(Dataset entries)
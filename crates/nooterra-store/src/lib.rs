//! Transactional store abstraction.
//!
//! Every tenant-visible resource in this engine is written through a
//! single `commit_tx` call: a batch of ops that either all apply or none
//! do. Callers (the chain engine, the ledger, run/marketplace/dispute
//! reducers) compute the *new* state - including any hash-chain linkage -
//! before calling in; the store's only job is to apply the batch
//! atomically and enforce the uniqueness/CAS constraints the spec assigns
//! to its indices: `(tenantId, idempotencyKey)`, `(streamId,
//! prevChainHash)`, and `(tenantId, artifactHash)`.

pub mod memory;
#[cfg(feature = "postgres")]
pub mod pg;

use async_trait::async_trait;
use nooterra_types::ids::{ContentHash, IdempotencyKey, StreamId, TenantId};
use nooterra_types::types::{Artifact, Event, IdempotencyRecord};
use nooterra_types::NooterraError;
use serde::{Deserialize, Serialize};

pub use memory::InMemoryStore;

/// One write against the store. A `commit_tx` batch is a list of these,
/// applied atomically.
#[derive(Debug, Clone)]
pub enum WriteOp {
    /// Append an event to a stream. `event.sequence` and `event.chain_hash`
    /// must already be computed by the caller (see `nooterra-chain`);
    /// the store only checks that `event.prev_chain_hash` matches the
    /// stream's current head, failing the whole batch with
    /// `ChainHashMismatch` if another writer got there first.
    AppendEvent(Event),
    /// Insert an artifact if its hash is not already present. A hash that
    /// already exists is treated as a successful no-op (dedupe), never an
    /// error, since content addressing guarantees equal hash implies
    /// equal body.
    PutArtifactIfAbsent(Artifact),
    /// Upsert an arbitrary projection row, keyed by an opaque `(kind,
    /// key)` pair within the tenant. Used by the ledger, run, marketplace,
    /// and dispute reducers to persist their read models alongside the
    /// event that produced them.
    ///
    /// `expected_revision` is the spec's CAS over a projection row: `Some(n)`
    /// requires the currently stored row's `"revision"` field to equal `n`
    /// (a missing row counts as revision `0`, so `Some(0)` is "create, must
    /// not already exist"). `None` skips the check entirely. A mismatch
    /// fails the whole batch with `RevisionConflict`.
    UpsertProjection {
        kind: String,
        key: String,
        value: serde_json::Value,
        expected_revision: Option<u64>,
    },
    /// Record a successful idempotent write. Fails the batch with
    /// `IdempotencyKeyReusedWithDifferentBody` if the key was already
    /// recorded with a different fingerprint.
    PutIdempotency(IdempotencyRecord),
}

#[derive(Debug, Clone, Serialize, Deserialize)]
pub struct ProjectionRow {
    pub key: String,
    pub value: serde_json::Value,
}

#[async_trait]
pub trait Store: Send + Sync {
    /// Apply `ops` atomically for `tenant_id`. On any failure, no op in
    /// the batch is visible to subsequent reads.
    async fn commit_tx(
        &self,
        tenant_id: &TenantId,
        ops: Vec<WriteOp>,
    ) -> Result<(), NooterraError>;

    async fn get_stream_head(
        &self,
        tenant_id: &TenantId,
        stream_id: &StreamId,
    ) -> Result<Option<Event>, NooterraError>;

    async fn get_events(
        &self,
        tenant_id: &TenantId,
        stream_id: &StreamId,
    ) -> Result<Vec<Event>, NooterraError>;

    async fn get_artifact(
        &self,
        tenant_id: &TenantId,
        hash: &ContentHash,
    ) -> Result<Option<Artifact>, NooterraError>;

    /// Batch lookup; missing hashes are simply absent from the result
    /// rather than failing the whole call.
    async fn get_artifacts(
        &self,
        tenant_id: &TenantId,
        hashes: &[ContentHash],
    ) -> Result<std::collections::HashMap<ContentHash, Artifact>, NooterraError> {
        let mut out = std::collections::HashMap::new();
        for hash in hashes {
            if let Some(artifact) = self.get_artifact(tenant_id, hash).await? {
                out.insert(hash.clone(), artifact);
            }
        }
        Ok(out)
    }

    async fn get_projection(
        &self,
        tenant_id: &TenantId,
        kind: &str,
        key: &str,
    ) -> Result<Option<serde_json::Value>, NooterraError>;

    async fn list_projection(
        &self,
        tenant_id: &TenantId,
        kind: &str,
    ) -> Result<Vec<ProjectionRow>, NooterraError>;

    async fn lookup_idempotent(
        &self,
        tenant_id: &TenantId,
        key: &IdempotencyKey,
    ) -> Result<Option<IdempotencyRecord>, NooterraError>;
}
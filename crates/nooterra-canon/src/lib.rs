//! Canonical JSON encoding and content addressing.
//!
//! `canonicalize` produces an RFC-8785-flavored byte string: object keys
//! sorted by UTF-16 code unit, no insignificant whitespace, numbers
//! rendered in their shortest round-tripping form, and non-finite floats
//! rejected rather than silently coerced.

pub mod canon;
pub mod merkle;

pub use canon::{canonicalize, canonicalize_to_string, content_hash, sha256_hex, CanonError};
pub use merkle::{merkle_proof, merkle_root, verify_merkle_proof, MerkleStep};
* * *
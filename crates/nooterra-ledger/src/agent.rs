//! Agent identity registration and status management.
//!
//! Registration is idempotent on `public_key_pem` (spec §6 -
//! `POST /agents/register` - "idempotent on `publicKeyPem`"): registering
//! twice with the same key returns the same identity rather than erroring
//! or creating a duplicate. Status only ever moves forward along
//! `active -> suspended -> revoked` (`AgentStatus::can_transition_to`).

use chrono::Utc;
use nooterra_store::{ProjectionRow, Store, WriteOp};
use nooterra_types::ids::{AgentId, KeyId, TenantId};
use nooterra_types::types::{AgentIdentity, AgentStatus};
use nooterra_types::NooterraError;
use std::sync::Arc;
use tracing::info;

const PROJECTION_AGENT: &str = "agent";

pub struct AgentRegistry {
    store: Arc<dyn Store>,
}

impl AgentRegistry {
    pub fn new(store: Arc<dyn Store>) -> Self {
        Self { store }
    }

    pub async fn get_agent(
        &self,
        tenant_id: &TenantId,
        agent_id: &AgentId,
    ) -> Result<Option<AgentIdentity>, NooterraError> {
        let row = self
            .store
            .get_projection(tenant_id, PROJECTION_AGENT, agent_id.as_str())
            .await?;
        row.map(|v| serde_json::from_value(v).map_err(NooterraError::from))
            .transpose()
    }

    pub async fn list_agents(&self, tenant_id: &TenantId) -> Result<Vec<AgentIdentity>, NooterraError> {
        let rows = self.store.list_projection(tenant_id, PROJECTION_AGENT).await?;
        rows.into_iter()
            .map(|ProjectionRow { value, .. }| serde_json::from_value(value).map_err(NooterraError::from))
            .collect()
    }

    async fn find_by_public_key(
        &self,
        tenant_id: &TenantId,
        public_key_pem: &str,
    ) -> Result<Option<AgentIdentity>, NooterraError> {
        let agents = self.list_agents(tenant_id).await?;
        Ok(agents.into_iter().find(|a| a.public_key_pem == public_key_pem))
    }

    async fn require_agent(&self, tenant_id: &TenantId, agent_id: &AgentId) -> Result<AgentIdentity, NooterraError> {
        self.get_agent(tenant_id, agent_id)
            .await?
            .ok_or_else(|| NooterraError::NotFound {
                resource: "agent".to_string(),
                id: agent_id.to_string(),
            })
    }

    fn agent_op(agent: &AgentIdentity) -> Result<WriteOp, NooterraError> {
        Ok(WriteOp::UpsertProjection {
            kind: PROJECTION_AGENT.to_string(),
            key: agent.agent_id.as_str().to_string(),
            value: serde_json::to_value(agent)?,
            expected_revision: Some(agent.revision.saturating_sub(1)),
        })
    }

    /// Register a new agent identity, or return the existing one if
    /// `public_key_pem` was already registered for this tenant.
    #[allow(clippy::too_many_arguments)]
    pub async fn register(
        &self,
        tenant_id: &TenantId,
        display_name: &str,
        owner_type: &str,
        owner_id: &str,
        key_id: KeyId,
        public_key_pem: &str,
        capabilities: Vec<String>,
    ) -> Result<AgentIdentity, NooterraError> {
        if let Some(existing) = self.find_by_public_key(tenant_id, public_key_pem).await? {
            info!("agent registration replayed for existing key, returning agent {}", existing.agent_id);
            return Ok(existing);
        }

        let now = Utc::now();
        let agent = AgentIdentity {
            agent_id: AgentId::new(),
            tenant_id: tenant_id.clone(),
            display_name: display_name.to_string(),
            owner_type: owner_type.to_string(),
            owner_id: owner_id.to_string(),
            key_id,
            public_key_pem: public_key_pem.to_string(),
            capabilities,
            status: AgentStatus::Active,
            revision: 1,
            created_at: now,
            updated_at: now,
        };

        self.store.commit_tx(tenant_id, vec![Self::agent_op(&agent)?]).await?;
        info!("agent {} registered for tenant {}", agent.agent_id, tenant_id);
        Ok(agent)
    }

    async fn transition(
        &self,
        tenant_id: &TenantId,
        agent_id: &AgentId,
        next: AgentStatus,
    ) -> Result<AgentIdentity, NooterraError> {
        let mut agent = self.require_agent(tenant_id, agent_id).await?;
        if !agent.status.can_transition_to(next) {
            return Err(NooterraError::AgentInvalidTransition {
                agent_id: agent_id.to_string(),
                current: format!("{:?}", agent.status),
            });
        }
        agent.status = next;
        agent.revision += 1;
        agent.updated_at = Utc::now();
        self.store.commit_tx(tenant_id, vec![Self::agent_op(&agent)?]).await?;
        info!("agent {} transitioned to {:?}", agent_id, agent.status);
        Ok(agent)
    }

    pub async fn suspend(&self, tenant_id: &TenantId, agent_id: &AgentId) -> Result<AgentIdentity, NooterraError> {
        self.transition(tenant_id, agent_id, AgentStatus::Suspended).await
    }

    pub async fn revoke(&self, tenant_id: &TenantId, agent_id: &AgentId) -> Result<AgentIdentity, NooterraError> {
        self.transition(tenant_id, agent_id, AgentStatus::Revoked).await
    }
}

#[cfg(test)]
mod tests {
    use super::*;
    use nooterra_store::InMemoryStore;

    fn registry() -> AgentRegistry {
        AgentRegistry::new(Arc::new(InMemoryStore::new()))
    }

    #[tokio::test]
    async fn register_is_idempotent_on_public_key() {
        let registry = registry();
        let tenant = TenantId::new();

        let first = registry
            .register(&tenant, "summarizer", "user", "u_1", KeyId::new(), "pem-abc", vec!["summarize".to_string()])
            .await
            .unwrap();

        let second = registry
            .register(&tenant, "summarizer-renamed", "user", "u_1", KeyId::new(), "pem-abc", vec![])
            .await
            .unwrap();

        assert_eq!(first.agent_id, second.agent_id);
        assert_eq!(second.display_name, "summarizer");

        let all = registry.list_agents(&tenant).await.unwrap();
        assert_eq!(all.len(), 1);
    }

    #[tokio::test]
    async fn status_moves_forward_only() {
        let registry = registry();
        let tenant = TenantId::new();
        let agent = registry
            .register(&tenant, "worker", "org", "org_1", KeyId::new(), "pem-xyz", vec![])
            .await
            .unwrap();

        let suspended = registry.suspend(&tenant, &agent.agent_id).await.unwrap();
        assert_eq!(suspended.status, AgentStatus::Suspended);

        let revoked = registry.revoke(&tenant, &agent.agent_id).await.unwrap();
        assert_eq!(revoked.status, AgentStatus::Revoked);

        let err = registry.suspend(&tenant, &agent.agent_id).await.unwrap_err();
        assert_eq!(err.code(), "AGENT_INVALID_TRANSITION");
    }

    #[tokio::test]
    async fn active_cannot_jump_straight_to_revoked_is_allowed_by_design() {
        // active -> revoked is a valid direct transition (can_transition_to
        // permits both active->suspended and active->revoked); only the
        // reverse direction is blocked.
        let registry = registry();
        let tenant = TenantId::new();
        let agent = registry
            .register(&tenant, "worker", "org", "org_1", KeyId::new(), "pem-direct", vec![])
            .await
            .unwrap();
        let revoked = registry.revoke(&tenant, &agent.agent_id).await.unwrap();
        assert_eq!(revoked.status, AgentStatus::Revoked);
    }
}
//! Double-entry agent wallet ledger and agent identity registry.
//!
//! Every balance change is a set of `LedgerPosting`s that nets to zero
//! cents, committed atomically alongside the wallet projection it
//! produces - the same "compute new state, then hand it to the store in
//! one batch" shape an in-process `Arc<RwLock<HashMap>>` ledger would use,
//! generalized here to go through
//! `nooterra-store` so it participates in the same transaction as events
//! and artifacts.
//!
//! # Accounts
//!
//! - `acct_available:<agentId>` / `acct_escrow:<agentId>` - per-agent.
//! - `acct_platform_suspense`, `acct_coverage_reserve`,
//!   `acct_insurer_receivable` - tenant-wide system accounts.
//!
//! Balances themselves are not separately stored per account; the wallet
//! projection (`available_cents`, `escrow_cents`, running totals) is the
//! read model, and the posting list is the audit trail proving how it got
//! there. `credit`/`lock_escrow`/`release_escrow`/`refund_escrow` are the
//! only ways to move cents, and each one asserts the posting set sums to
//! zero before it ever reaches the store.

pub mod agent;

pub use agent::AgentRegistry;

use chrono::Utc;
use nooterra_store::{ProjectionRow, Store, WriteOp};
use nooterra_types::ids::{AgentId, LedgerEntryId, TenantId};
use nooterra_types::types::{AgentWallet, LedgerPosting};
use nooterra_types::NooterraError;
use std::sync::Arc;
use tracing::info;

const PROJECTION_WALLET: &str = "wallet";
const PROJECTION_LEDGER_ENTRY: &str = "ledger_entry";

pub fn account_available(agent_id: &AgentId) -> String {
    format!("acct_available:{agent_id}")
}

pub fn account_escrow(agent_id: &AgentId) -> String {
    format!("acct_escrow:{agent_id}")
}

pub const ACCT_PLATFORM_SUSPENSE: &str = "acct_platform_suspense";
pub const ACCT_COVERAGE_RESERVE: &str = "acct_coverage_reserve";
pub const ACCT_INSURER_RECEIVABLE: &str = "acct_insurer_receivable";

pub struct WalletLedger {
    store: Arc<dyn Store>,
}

• About this task:
Within the data above, the lines from the one with "models alongside the" to the one with "failure, no op in" must be repeated exactly; no other line belongs in the answer.

• Exercise answer:
    /// and dispute reducers to persist their read models alongside the
    /// event that produced them.
    ///
    /// `expected_revision` is the spec's CAS over a projection row: `Some(n)`
    /// requires the currently stored row's `"revision"` field to equal `n`
    /// (a missing row counts as revision `0`, so `Some(0)` is "create, must
    /// not already exist"). `None` skips the check entirely. A mismatch
    /// fails the whole batch with `RevisionConflict`.
    UpsertProjection {
        kind: String,
        key: String,
        value: serde_json::Value,
        expected_revision: Option<u64>,
    },
    /// Record a successful idempotent write. Fails the batch with
    /// `IdempotencyKeyReusedWithDifferentBody` if the key was already
    /// recorded with a different fingerprint.
    PutIdempotency(IdempotencyRecord),
}

#[derive(Debug, Clone, Serialize, Deserialize)]
pub struct ProjectionRow {
    pub key: String,
    pub value: serde_json::Value,
}

#[async_trait]
pub trait Store: Send + Sync {
    /// Apply `ops` atomically for `tenant_id`. On any failure, no op in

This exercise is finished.